▶ _WORK INSTRUCTIONS_
Return the records exactly, from the first line through the "the root, the" line.

Dataset entries:
= Beginning of Section =

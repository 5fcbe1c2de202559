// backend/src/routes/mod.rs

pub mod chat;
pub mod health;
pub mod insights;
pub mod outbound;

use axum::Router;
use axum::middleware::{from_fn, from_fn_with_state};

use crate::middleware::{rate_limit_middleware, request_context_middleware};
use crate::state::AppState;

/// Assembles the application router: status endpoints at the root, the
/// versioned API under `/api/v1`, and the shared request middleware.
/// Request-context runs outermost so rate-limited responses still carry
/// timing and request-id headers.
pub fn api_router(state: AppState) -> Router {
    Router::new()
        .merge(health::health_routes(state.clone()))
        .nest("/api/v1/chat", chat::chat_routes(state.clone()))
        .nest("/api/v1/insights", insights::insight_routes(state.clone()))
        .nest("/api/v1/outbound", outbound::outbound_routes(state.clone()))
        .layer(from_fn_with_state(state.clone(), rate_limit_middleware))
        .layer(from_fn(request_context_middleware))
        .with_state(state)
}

= End of Section =

▶ _OUTPUT FOR THIS TASK_
repository 5fcbe1c2de202559
// backend/src/routes/mod.rs

pub mod chat;
pub mod health;
pub mod insights;
pub mod outbound;

use axum::Router;
use axum::middleware::{from_fn, from_fn_with_state};

use crate::middleware::{rate_limit_middleware, request_context_middleware};
use crate::state::AppState;

/// Assembles the application router: status endpoints at the root, the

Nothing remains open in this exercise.